### Prompt
Transcribe every line of the records verbatim.

### Input
use std::{error::Error, fmt};

use crate::domain::Coordinate;

/// A fixed-size, cyclically advancing view over the loaded coordinates.
///
/// Holds `start_index` in `[0, len - visible_count]` whenever `visible_count <= len`.
/// When the window is wider than the data the start is pinned at 0 and advancing is a no-op.
#[derive(Debug, Clone)]
pub struct SlidingWindow {
    coordinates: Vec<Coordinate>,
    start_index: usize,
    visible_count: usize,
}

#[derive(Debug, Clone, PartialEq)]
pub enum VisibleCountError {
    NotANumber(String),
    OutOfRange { value: i64, max: usize },
}

impl fmt::Display for VisibleCountError {
    fn fmt(&self, f: &mut fmt::Formatter) -> fmt::Result {
        match self {
            VisibleCountError::NotANumber(text) => write!(f, "Not a whole number: {:?}", text),
            VisibleCountError::OutOfRange { value, max } => {
                write!(f, "Visible count {} outside 1..={}", value, max)
            }
        }
    }
}

impl Error for VisibleCountError {}

impl SlidingWindow {
    pub fn new(visible_count: usize) -> Self {
        Self {
            coordinates: Vec::new(),
            start_index: 0,
            visible_count: visible_count.max(1),
        }
    }

    /// Replace the backing list and rewind. A window wider than the new list is clamped down to it.
    pub fn load(&mut self, coordinates: Vec<Coordinate>) {
        self.coordinates = coordinates;
        self.start_index = 0;
        if !self.coordinates.is_empty() && self.visible_count > self.coordinates.len() {
            self.visible_count = self.coordinates.len();
        }
    }

    pub fn len(&self) -> usize {
        self.coordinates.len()
    }

    pub fn is_empty(&self) -> bool {
        self.coordinates.is_empty()
    }

    pub fn start_index(&self) -> usize {
        self.start_index
    }

    pub fn visible_count(&self) -> usize {
        self.visible_count
    }

    /// Number of distinct start positions, i.e. the wraparound modulus.
    /// `None` when the window does not fit (including before any data is loaded).
    pub fn positions(&self) -> Option<usize> {
        (self.coordinates.len() + 1)
            .checked_sub(self.visible_count)
            .filter(|&n| n > 0)
    }

    /// Move the window forward `steps` places, wrapping back to 0 after the last position.
    /// Returns false (and pins the start at 0) when the window does not fit.
    pub fn advance_by(&mut self, steps: u32) -> bool {
        match self.positions() {
            Some(n) => {
                let steps = steps as usize % n;
                self.start_index = (self.start_index + steps) % n;
                true
            }
            None => {
                self.start_index = 0;
                false
            }
        }
    }

    pub fn advance(&mut self) -> bool {
        self.advance_by(1)
    }

    pub fn reset(&mut self) {
        self.start_index = 0;
    }

    /// Accepts only a whole number in `[1, len]`. Anything else leaves the window untouched.
    pub fn set_visible_count(&mut self, input: &str) -> Result<usize, VisibleCountError> {
        let value: i64 = input
            .trim()
            .parse()
            .map_err(|_| VisibleCountError::NotANumber(input.to_string()))?;

        let max = self.coordinates.len();
        if value < 1 || value as u64 > max as u64 {
            return Err(VisibleCountError::OutOfRange { value, max });
        }

        self.visible_count = value as usize;
        // A wider window has fewer start positions; keep the start inside them.
        self.start_index = self.start_index.min(max - self.visible_count);
        Ok(self.visible_count)
    }

    /// `coordinates[start .. start + visible_count]`, clipped to the list.
    pub fn visible(&self) -> &[Coordinate] {
        let len = self.coordinates.len();
        let start = self.start_index.min(len);
        let end = (start + self.visible_count).min(len);
        &self.coordinates[start..end]
    }
}
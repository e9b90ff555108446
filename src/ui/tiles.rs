use walkers::{
    TileId,
    sources::{Attribution, TileSource},
};

use crate::config::TileConfig;

/// A slippy-map tile server described by a `{z}/{x}/{y}` url template.
#[derive(Clone, Copy)]
pub(crate) struct TemplateTiles {
    url_template: &'static str,
    attribution: &'static str,
    attribution_url: &'static str,
    max_zoom: u8,
}

impl TemplateTiles {
    pub(crate) fn from_config(config: &TileConfig) -> Self {
        Self {
            url_template: config.url_template,
            attribution: config.attribution,
            attribution_url: config.attribution_url,
            max_zoom: config.max_zoom,
        }
    }
}

pub(crate) fn expand_tile_template(template: &str, zoom: u8, x: u32, y: u32) -> String {
    template
        .replace("{z}", &zoom.to_string())
        .replace("{x}", &x.to_string())
        .replace("{y}", &y.to_string())
}

impl TileSource for TemplateTiles {
    fn tile_url(&self, tile_id: TileId) -> String {
        expand_tile_template(self.url_template, tile_id.zoom, tile_id.x, tile_id.y)
    }

    fn attribution(&self) -> Attribution {
        Attribution {
            text: self.attribution,
            url: self.attribution_url,
            logo_light: None,
            logo_dark: None,
        }
    }

    fn max_zoom(&self) -> u8 {
        self.max_zoom
    }
}

#[cfg(test)]
mod tests {
    use super::*;
    use crate::config::MAP;

    #[test]
    fn expands_osm_template() {
        assert_eq!(
            expand_tile_template(MAP.tiles.url_template, 5, 16, 8),
            "https://tile.openstreetmap.org/5/16/8.png"
        );
    }

    #[test]
    fn template_without_placeholders_is_unchanged() {
        assert_eq!(expand_tile_template("https://x/tile.png", 1, 2, 3), "https://x/tile.png");
    }
}
// `std::time::Instant` panics on wasm32-unknown-unknown; web-time falls back to it on native.
pub type AppInstant = web_time::Instant;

### Reply to the task
use std::{error::Error, fmt};

use crate::domain::Coordinate;

/// A fixed-size, cyclically advancing view over the loaded coordinates.
///
/// Holds `start_index` in `[0, len - visible_count]` whenever `visible_count <= len`.
/// When the window is wider than the data the start is pinned at 0 and advancing is a no-op.
#[derive(Debug, Clone)]
pub struct SlidingWindow {
    coordinates: Vec<Coordinate>,
    start_index: usize,
    visible_count: usize,
}

#[derive(Debug, Clone, PartialEq)]
pub enum VisibleCountError {
    NotANumber(String),
    OutOfRange { value: i64, max: usize },
}

impl fmt::Display for VisibleCountError {
    fn fmt(&self, f: &mut fmt::Formatter) -> fmt::Result {
        match self {
            VisibleCountError::NotANumber(text) => write!(f, "Not a whole number: {:?}", text),
            VisibleCountError::OutOfRange { value, max } => {
                write!(f, "Visible count {} outside 1..={}", value, max)
            }
        }
    }
}

impl Error for VisibleCountError {}

impl SlidingWindow {
    pub fn new(visible_count: usize) -> Self {
        Self {
            coordinates: Vec::new(),
            start_index: 0,
            visible_count: visible_count.max(1),
        }
    }

    /// Replace the backing list and rewind. A window wider than the new list is clamped down to it.
    pub fn load(&mut self, coordinates: Vec<Coordinate>) {
        self.coordinates = coordinates;
        self.start_index = 0;
        if !self.coordinates.is_empty() && self.visible_count > self.coordinates.len() {
            self.visible_count = self.coordinates.len();
        }
    }

    pub fn len(&self) -> usize {
        self.coordinates.len()
    }

    pub fn is_empty(&self) -> bool {
        self.coordinates.is_empty()
    }

    pub fn start_index(&self) -> usize {
        self.start_index
    }

    pub fn visible_count(&self) -> usize {
        self.visible_count
    }

    /// Number of distinct start positions, i.e. the wraparound modulus.
    /// `None` when the window does not fit (including before any data is loaded).
    pub fn positions(&self) -> Option<usize> {
        (self.coordinates.len() + 1)
            .checked_sub(self.visible_count)
            .filter(|&n| n > 0)
    }

    /// Move the window forward `steps` places, wrapping back to 0 after the last position.
    /// Returns false (and pins the start at 0) when the window does not fit.
    pub fn advance_by(&mut self, steps: u32) -> bool {
        match self.positions() {
            Some(n) => {
                let steps = steps as usize % n;
                self.start_index = (self.start_index + steps) % n;
                true
            }
            None => {
                self.start_index = 0;
                false
            }
        }
    }

    pub fn advance(&mut self) -> bool {
        self.advance_by(1)
    }

    pub fn reset(&mut self) {
        self.start_index = 0;
    }

    /// Accepts only a whole number in `[1, len]`. Anything else leaves the window untouched.
    pub fn set_visible_count(&mut self, input: &str) -> Result<usize, VisibleCountError> {
        let value: i64 = input
            .trim()
            .parse()
            .map_err(|_| VisibleCountError::NotANumber(input.to_string()))?;

        let max = self.coordinates.len();
        if value < 1 || value as u64 > max as u64 {
            return Err(VisibleCountError::OutOfRange { value, max });
        }

        self.visible_count = value as usize;
        // A wider window has fewer start positions; keep the start inside them.
        self.start_index = self.start_index.min(max - self.visible_count);
        Ok(self.visible_count)
    }

    /// `coordinates[start .. start + visible_count]`, clipped to the list.
    pub fn visible(&self) -> &[Coordinate] {
        let len = self.coordinates.len();
        let start = self.start_index.min(len);
        let end = (start + self.visible_count).min(len);
        &self.coordinates[start..end]
    }
}
repository e9b90ff555108446
filename src/ui/tiles.rs
use walkers::{
    TileId,
    sources::{Attribution, TileSource},
};

use crate::config::TileConfig;

/// A slippy-map tile server described by a `{z}/{x}/{y}` url template.
#[derive(Clone, Copy)]
pub(crate) struct TemplateTiles {
    url_template: &'static str,
    attribution: &'static str,
    attribution_url: &'static str,
    max_zoom: u8,
}

impl TemplateTiles {
    pub(crate) fn from_config(config: &TileConfig) -> Self {
        Self {
            url_template: config.url_template,
            attribution: config.attribution,
            attribution_url: config.attribution_url,
            max_zoom: config.max_zoom,
        }
    }
}

pub(crate) fn expand_tile_template(template: &str, zoom: u8, x: u32, y: u32) -> String {
    template
        .replace("{z}", &zoom.to_string())
        .replace("{x}", &x.to_string())
        .replace("{y}", &y.to_string())
}

impl TileSource for TemplateTiles {
    fn tile_url(&self, tile_id: TileId) -> String {
        expand_tile_template(self.url_template, tile_id.zoom, tile_id.x, tile_id.y)
    }

    fn attribution(&self) -> Attribution {
        Attribution {
            text: self.attribution,
            url: self.attribution_url,
            logo_light: None,
            logo_dark: None,
        }
    }

    fn max_zoom(&self) -> u8 {
        self.max_zoom
    }
}

#[cfg(test)]
mod tests {
    use super::*;
    use crate::config::MAP;

    #[test]
    fn expands_osm_template() {
        assert_eq!(
            expand_tile_template(MAP.tiles.url_template, 5, 16, 8),
            "https://tile.openstreetmap.org/5/16/8.png"
        );
    }

    #[test]
    fn template_without_placeholders_is_unchanged() {
        assert_eq!(expand_tile_template("https://x/tile.png", 1, 2, 3), "https://x/tile.png");
    }
}
// `std::time::Instant` panics on wasm32-unknown-unknown; web-time falls back to it on native.
pub type AppInstant = web_time::Instant;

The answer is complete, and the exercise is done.